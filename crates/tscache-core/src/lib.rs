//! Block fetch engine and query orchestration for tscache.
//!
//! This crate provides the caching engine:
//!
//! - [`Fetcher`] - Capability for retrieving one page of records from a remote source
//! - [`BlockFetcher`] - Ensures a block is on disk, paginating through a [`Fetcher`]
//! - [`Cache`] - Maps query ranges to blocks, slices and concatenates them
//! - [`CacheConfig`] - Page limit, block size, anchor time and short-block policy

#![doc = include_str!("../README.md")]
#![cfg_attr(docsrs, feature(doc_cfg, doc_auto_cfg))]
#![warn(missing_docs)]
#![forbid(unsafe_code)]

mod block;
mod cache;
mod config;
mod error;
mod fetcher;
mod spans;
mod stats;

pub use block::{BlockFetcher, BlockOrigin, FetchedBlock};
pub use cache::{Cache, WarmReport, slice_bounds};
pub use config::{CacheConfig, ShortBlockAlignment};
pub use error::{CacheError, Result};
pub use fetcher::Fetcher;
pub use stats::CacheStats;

· · · · ·

> **What the task requires**
Each line of the records should be transcribed without change.

> **Output below**
filename crates/tscache-core/src/lib.rs
//! Block fetch engine and query orchestration for tscache.
//!
//! This crate provides the caching engine:
//!
//! - [`Fetcher`] - Capability for retrieving one page of records from a remote source
//! - [`BlockFetcher`] - Ensures a block is on disk, paginating through a [`Fetcher`]
//! - [`Cache`] - Maps query ranges to blocks, slices and concatenates them
//! - [`CacheConfig`] - Page limit, block size, anchor time and short-block policy

#![doc = include_str!("../README.md")]
#![cfg_attr(docsrs, feature(doc_cfg, doc_auto_cfg))]
#![warn(missing_docs)]
#![forbid(unsafe_code)]

mod block;
mod cache;
mod config;
mod error;
mod fetcher;
mod spans;
mod stats;

pub use block::{BlockFetcher, BlockOrigin, FetchedBlock};
pub use cache::{Cache, WarmReport, slice_bounds};
pub use config::{CacheConfig, ShortBlockAlignment};
pub use error::{CacheError, Result};
pub use fetcher::Fetcher;
pub use stats::CacheStats;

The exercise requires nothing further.